Your queries on income tax: Split rental income with wife if she paid for the purchase

ax Query: Can You Split Rental Income With Your Wife to Reduce Your Tax Outgo?

l My wife and I have a commercial property which is on rent. I am retired and my total income including rent is about Rs 10 lakh a year. Do I have to pay tax on the rent received and can I split the rent between me and my wife to save tax? —Shubham Gupta

You can split the rental income with your wife to optimise your tax liability only if she is a legal co-owner of the property and has financially contributed to its purchase. The law allows co-owners to be taxed individually on their respective share of rent, if their ownership shares are definite and ascertainable. However, if you paid the entire purchase consideration yourself and merely added your wife’s name to the property deed for convenience, you are deemed to be the sole owner for tax purposes. In this scenario, clubbing provisions may likely come into existence. To legally split the rent, you must possess valid documentation proving her financial contribution to the property’s acquisition.

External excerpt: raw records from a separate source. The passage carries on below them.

//! The session store: identity, persistence, and change notification.
//!
//! # Concurrency note
//!
//! `SessionStore` is NOT thread-safe by itself — mutations take `&mut
//! self`. This is intentional: there is one logical session per process,
//! owned by a single task, and serializing all updates through that
//! owner is what makes the two-state machine trustworthy. Dependents
//! that live on other tasks observe the session through the watch
//! channel, never by sharing the store.

use rollcall_protocol::{Identity, UserKey};
use tokio::sync::watch;

use crate::KeyValueStore;

/// Fixed storage key for the persisted session record.
///
/// The value under this key is the JSON-encoded [`Identity`]. The name
/// predates this crate — existing stored records use it, so it stays.
pub const IDENTITY_RECORD_KEY: &str = "authUser";

// ---------------------------------------------------------------------------
// SessionState
// ---------------------------------------------------------------------------

/// The session's lifecycle state.
///
/// A two-state machine with no intermediate states:
///
/// ```text
///   Anonymous ──(set_identity)──→ Authenticated
///       ↑                              │
///       └───────────(clear)────────────┘
/// ```
///
/// `Authenticated` carries the identity so watch subscribers get the
/// whole picture from one message, without reaching back into the store.
#[derive(Debug, Clone, PartialEq, Eq)]
pub enum SessionState {
    /// No identity; the user must sign in.
    Anonymous,

    /// A user is signed in.
    Authenticated(Identity),
}

impl SessionState {
    /// Returns `true` when a user is signed in.
    pub fn is_authenticated(&self) -> bool {
        matches!(self, Self::Authenticated(_))
    }
}

// ---------------------------------------------------------------------------
// SessionStore
// ---------------------------------------------------------------------------

/// Holds the current session and keeps the persisted record in sync.
///
/// Every mutation persists (or removes) the stored record synchronously
/// before returning, so a process restart followed by [`restore`]
/// reconstructs the same authenticated or anonymous state. Every
/// mutation also publishes the new [`SessionState`] exactly once.
///
/// [`restore`]: SessionStore::restore
pub struct SessionStore<S: KeyValueStore> {
    store: S,
    identity: Option<Identity>,
    changes: watch::Sender<SessionState>,
}

impl<S: KeyValueStore> SessionStore<S> {
    /// Creates an anonymous session over the given backing store.
    ///
    /// Nothing is read yet — call [`restore`](Self::restore) to pick up
    /// a persisted record.
    pub fn new(store: S) -> Self {
        let (changes, _) = watch::channel(SessionState::Anonymous);
        Self {
            store,
            identity: None,
            changes,
        }
    }

    /// Reads the persisted record and adopts it, if present and valid.
    ///
    /// A missing record, or one that fails to decode, yields `None` and
    /// leaves the session anonymous — a stale or corrupt record is
    /// indistinguishable from signed-out, by contract.
    pub fn restore(&mut self) -> Option<Identity> {
        let raw = self.store.get(IDENTITY_RECORD_KEY)?;

        match serde_json::from_str::<Identity>(&raw) {
            Ok(identity) => {
                self.identity = Some(identity.clone());
                self.publish();
                tracing::info!(
                    user = %identity.user_key(),
                    "session restored from persisted record"
                );
                Some(identity)
            }
            Err(error) => {
                tracing::debug!(%error, "persisted session record is malformed, treating as absent");
                None
            }
        }
    }

    /// Replaces the current identity and persists it.
    ///
    /// Transitions to `Authenticated`. Calling this while already
    /// authenticated replaces the identity in place — there is no
    /// separate "re-authenticate" path.
    pub fn set_identity(
        &mut self,
        display_name: impl Into<String>,
        email_or_login: impl Into<String>,
        avatar_url: Option<String>,
    ) -> &Identity {
        let identity = Identity {
            display_name: display_name.into(),
            email_or_login: email_or_login.into(),
            avatar_url,
        };

        match serde_json::to_string(&identity) {
            Ok(json) => self.store.set(IDENTITY_RECORD_KEY, json),
            // Identity always serializes; if it ever doesn't, the
            // in-memory session still works for this process lifetime.
            Err(error) => {
                tracing::warn!(%error, "failed to persist session record");
            }
        }

        tracing::info!(user = %identity.user_key(), "session authenticated");
        self.identity = Some(identity);
        self.publish();
        self.identity.as_ref().expect("just set")
    }

    /// Drops the identity and removes the persisted record.
    ///
    /// Transitions to `Anonymous`. Performs no network call — callers
    /// orchestrate backend account deletion separately, *before* calling
    /// this, so a failed deletion leaves the session intact.
    pub fn clear(&mut self) {
        self.store.remove(IDENTITY_RECORD_KEY);
        if self.identity.take().is_some() {
            tracing::info!("session cleared");
        }
        self.publish();
    }

    /// The current identity, if authenticated.
    pub fn identity(&self) -> Option<&Identity> {
        self.identity.as_ref()
    }

    /// Returns `true` when a user is signed in.
    pub fn is_authenticated(&self) -> bool {
        self.identity.is_some()
    }

    /// The derived key of the current identity, if authenticated.
    ///
    /// This is the key the presence connection is opened with and the
    /// directory list is joined on.
    pub fn user_key(&self) -> Option<UserKey> {
        self.identity.as_ref().map(Identity::user_key)
    }

    /// The current state as a value.
    pub fn state(&self) -> SessionState {
        match &self.identity {
            Some(identity) => SessionState::Authenticated(identity.clone()),
            None => SessionState::Anonymous,
        }
    }

    /// Subscribes to session changes.
    ///
    /// The receiver yields the state as of subscription time first, then
    /// one update per mutation.
    pub fn subscribe(&self) -> watch::Receiver<SessionState> {
        self.changes.subscribe()
    }

    fn publish(&self) {
        // send_replace delivers even with zero receivers; subscribers
        // that arrive later still see the latest state.
        self.changes.send_replace(self.state());
    }
}

// =========================================================================
// Tests
// =========================================================================
//! Session management for Rollcall.
//!
//! This crate owns the answer to "who is signed in right now, in this
//! process":
//!
//! 1. **Persistence** — a small key-value abstraction
//!    ([`KeyValueStore`]) the session record is written through, so the
//!    backing medium (memory, disk, a browser store) is swappable.
//! 2. **State** — the [`SessionStore`], a two-state machine
//!    (`Anonymous ⇄ Authenticated`) holding the current [`Identity`].
//! 3. **Notification** — a watch channel dependents subscribe to, so the
//!    directory and presence layers re-key themselves when the session
//!    changes.
//!
//! # How it fits in the stack
//!
//! ```text
//! View / facade (above)   ← drives sign-in, sign-out
//!     ↕
//! Session layer (this crate)  ← holds identity, persists it, notifies
//!     ↕
//! Protocol layer (below)  ← provides Identity, UserKey
//! ```
//!
//! [`Identity`]: rollcall_protocol::Identity

mod session;
mod store;

pub use session::{SessionState, SessionStore, IDENTITY_RECORD_KEY};
pub use store::{KeyValueStore, MemoryStore};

l I have received some dividends from Infrastructure Investment Trusts (InvITs) and stocks. Do I have to pay tax on them at slab rate?—Ashok Dua

The taxability of your dividend income depends entirely on its source. For regular equity stocks, dividends are fully taxable and will be added to your total income under the head “Income from Other Sources,” taxed at your applicable slab rates. Conversely, distributions from Infrastructure Investment Trusts (InvITs) demand a more segmented tax analysis. InvIT payouts typically comprise interest, dividends, and repayment of capital. The interest component is always taxable at your slab rate.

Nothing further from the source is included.